[PROVIDED MATERIAL]

//! Bloomwatch CLI - Command-line interface
//!
//! This binary provides a command-line interface to the bloomwatch library.

mod commands;
mod error;
mod runner;

use clap::{Parser, Subcommand};
use commands::classify::ClassifyArgs;
use commands::config::ConfigCommands;
use commands::layers::LayersArgs;
use commands::scenes::ScenesArgs;
use commands::view::ViewArgs;
use error::CliError;
use runner::CliRunner;

#[derive(Parser)]
#[command(name = "bloomwatch")]
#[command(version = bloomwatch::VERSION)]
#[command(about = "Combine map layers, satellite scenes and image classification for an area")]
struct Cli {
    /// Enable debug logging
    #[arg(long, global = true)]
    debug: bool,

    #[command(subcommand)]
    command: Commands,
}

#[derive(Subcommand)]
enum Commands {
    /// Build the combined map view for an area
    View(ViewArgs),

    /// List or describe tile layers
    Layers(LayersArgs),

    /// Search satellite scenes
    Scenes(ScenesArgs),

    /// Classify an image
    Classify(ClassifyArgs),

    /// Manage the configuration file
    #[command(subcommand)]
    Config(ConfigCommands),
}

#[tokio::main]
async fn main() {
    let cli = Cli::parse();

    if let Err(e) = run(cli).await {
        e.exit();
    }
}

async fn run(cli: Cli) -> Result<(), CliError> {
    if let Commands::Config(command) = cli.command {
        return commands::config::run(command);
    }

    let runner = CliRunner::with_debug(cli.debug)?;
    match cli.command {
        Commands::View(args) => commands::view::run(&runner, args).await,
        Commands::Layers(args) => commands::layers::run(&runner, args).await,
        Commands::Scenes(args) => commands::scenes::run(&runner, args).await,
        Commands::Classify(args) => commands::classify::run(&runner, args).await,
        Commands::Config(_) => Ok(()),
    }
}
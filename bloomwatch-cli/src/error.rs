//! CLI error handling with user-friendly messages.
//!
//! Centralizes error handling for the CLI, providing consistent formatting
//! and exit codes: 2 for bad input, 1 for everything else.

use bloomwatch::config::ConfigFileError;
use bloomwatch::service::ServiceError;
use std::fmt;
use std::process;

/// Exit code for invalid arguments or configuration.
pub const EXIT_USAGE: i32 = 2;
/// Exit code for upstream and I/O failures.
pub const EXIT_FAILURE: i32 = 1;

/// CLI-specific errors with user-friendly messages.
#[derive(Debug)]
pub enum CliError {
    /// Failed to initialize logging
    LoggingInit(String),
    /// Configuration error
    Config(String),
    /// A command-line argument could not be used
    InvalidArgument(String),
    /// Failed to create service
    ServiceCreation(ServiceError),
    /// A service operation failed
    Service(ServiceError),
    /// Failed to read an input file
    FileRead { path: String, error: std::io::Error },
    /// Failed to render output
    Output(String),
}

impl CliError {
    pub fn exit_code(&self) -> i32 {
        match self {
            CliError::Config(_) | CliError::InvalidArgument(_) => EXIT_USAGE,
            CliError::Service(e) if e.is_user_error() => EXIT_USAGE,
            _ => EXIT_FAILURE,
        }
    }

    /// Exit the process with an appropriate error message and code.
    pub fn exit(&self) -> ! {
        eprintln!("Error: {}", self);

        match self {
            CliError::Service(ServiceError::InferenceDisabled) => {
                eprintln!();
                eprintln!("Set inference_endpoint_url under [upstream] in config.ini,");
                eprintln!("or export INFERENCE_ENDPOINT_URL.");
            }
            CliError::Service(ServiceError::AddressNotFound(_)) => {
                eprintln!();
                eprintln!("Try a broader place name, or pass --bbox directly.");
            }
            CliError::Config(_) => {
                eprintln!();
                eprintln!("Run 'bloomwatch config path' to locate the configuration file.");
            }
            _ => {}
        }

        process::exit(self.exit_code())
    }
}

impl fmt::Display for CliError {
    fn fmt(&self, f: &mut fmt::Formatter<'_>) -> fmt::Result {
        match self {
            CliError::LoggingInit(msg) => write!(f, "Failed to initialize logging: {}", msg),
            CliError::Config(msg) => write!(f, "Configuration error: {}", msg),
            CliError::InvalidArgument(msg) => write!(f, "Invalid argument: {}", msg),
            CliError::ServiceCreation(e) => write!(f, "Failed to create service: {}", e),
            CliError::Service(e) => write!(f, "{}", e),
            CliError::FileRead { path, error } => {
                write!(f, "Failed to read file '{}': {}", path, error)
            }
            CliError::Output(msg) => write!(f, "Failed to render output: {}", msg),
        }
    }
}

impl std::error::Error for CliError {
    fn source(&self) -> Option<&(dyn std::error::Error + 'static)> {
        match self {
            CliError::ServiceCreation(e) => Some(e),
            CliError::Service(e) => Some(e),
            CliError::FileRead { error, .. } => Some(error),
            _ => None,
        }
    }
}

impl From<ServiceError> for CliError {
    fn from(e: ServiceError) -> Self {
        CliError::Service(e)
    }
}

impl From<ConfigFileError> for CliError {
    fn from(e: ConfigFileError) -> Self {
        CliError::Config(e.to_string())
    }
}

impl From<serde_json::Error> for CliError {
    fn from(e: serde_json::Error) -> Self {
        CliError::Output(e.to_string())
    }
}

[/PROVIDED MATERIAL]

> **THE PROBLEM**
The material above is to be transcribed in full, exactly as it stands.

> **EXPECTED OUTPUT**
//! Bloomwatch CLI - Command-line interface
//!
//! This binary provides a command-line interface to the bloomwatch library.

mod commands;
mod error;
mod runner;

use clap::{Parser, Subcommand};
use commands::classify::ClassifyArgs;
use commands::config::ConfigCommands;
use commands::layers::LayersArgs;
use commands::scenes::ScenesArgs;
use commands::view::ViewArgs;
use error::CliError;
use runner::CliRunner;

#[derive(Parser)]
#[command(name = "bloomwatch")]
#[command(version = bloomwatch::VERSION)]
#[command(about = "Combine map layers, satellite scenes and image classification for an area")]
struct Cli {
    /// Enable debug logging
    #[arg(long, global = true)]
    debug: bool,

    #[command(subcommand)]
    command: Commands,
}

#[derive(Subcommand)]
enum Commands {
    /// Build the combined map view for an area
    View(ViewArgs),

    /// List or describe tile layers
    Layers(LayersArgs),

    /// Search satellite scenes
    Scenes(ScenesArgs),

    /// Classify an image
    Classify(ClassifyArgs),

    /// Manage the configuration file
    #[command(subcommand)]
    Config(ConfigCommands),
}

#[tokio::main]
async fn main() {
    let cli = Cli::parse();

    if let Err(e) = run(cli).await {
        e.exit();
    }
}

async fn run(cli: Cli) -> Result<(), CliError> {
    if let Commands::Config(command) = cli.command {
        return commands::config::run(command);
    }

    let runner = CliRunner::with_debug(cli.debug)?;
    match cli.command {
        Commands::View(args) => commands::view::run(&runner, args).await,
        Commands::Layers(args) => commands::layers::run(&runner, args).await,
        Commands::Scenes(args) => commands::scenes::run(&runner, args).await,
        Commands::Classify(args) => commands::classify::run(&runner, args).await,
        Commands::Config(_) => Ok(()),
    }
}
filename bloomwatch-cli/src/error.rs
//! CLI error handling with user-friendly messages.
//!
//! Centralizes error handling for the CLI, providing consistent formatting
//! and exit codes: 2 for bad input, 1 for everything else.

use bloomwatch::config::ConfigFileError;
use bloomwatch::service::ServiceError;
use std::fmt;
use std::process;

/// Exit code for invalid arguments or configuration.
pub const EXIT_USAGE: i32 = 2;
/// Exit code for upstream and I/O failures.
pub const EXIT_FAILURE: i32 = 1;

/// CLI-specific errors with user-friendly messages.
#[derive(Debug)]
pub enum CliError {
    /// Failed to initialize logging
    LoggingInit(String),
    /// Configuration error
    Config(String),
    /// A command-line argument could not be used
    InvalidArgument(String),
    /// Failed to create service
    ServiceCreation(ServiceError),
    /// A service operation failed
    Service(ServiceError),
    /// Failed to read an input file
    FileRead { path: String, error: std::io::Error },
    /// Failed to render output
    Output(String),
}

impl CliError {
    pub fn exit_code(&self) -> i32 {
        match self {
            CliError::Config(_) | CliError::InvalidArgument(_) => EXIT_USAGE,
            CliError::Service(e) if e.is_user_error() => EXIT_USAGE,
            _ => EXIT_FAILURE,
        }
    }

    /// Exit the process with an appropriate error message and code.
    pub fn exit(&self) -> ! {
        eprintln!("Error: {}", self);

        match self {
            CliError::Service(ServiceError::InferenceDisabled) => {
                eprintln!();
                eprintln!("Set inference_endpoint_url under [upstream] in config.ini,");
                eprintln!("or export INFERENCE_ENDPOINT_URL.");
            }
            CliError::Service(ServiceError::AddressNotFound(_)) => {
                eprintln!();
                eprintln!("Try a broader place name, or pass --bbox directly.");
            }
            CliError::Config(_) => {
                eprintln!();
                eprintln!("Run 'bloomwatch config path' to locate the configuration file.");
            }
            _ => {}
        }

        process::exit(self.exit_code())
    }
}

impl fmt::Display for CliError {
    fn fmt(&self, f: &mut fmt::Formatter<'_>) -> fmt::Result {
        match self {
            CliError::LoggingInit(msg) => write!(f, "Failed to initialize logging: {}", msg),
            CliError::Config(msg) => write!(f, "Configuration error: {}", msg),
            CliError::InvalidArgument(msg) => write!(f, "Invalid argument: {}", msg),
            CliError::ServiceCreation(e) => write!(f, "Failed to create service: {}", e),
            CliError::Service(e) => write!(f, "{}", e),
            CliError::FileRead { path, error } => {
                write!(f, "Failed to read file '{}': {}", path, error)
            }
            CliError::Output(msg) => write!(f, "Failed to render output: {}", msg),
        }
    }
}

impl std::error::Error for CliError {
    fn source(&self) -> Option<&(dyn std::error::Error + 'static)> {
        match self {
            CliError::ServiceCreation(e) => Some(e),
            CliError::Service(e) => Some(e),
            CliError::FileRead { error, .. } => Some(error),
            _ => None,
        }
    }
}

impl From<ServiceError> for CliError {
    fn from(e: ServiceError) -> Self {
        CliError::Service(e)
    }
}

impl From<ConfigFileError> for CliError {
    fn from(e: ConfigFileError) -> Self {
        CliError::Config(e.to_string())
    }
}

impl From<serde_json::Error> for CliError {
    fn from(e: serde_json::Error) -> Self {
        CliError::Output(e.to_string())
    }
}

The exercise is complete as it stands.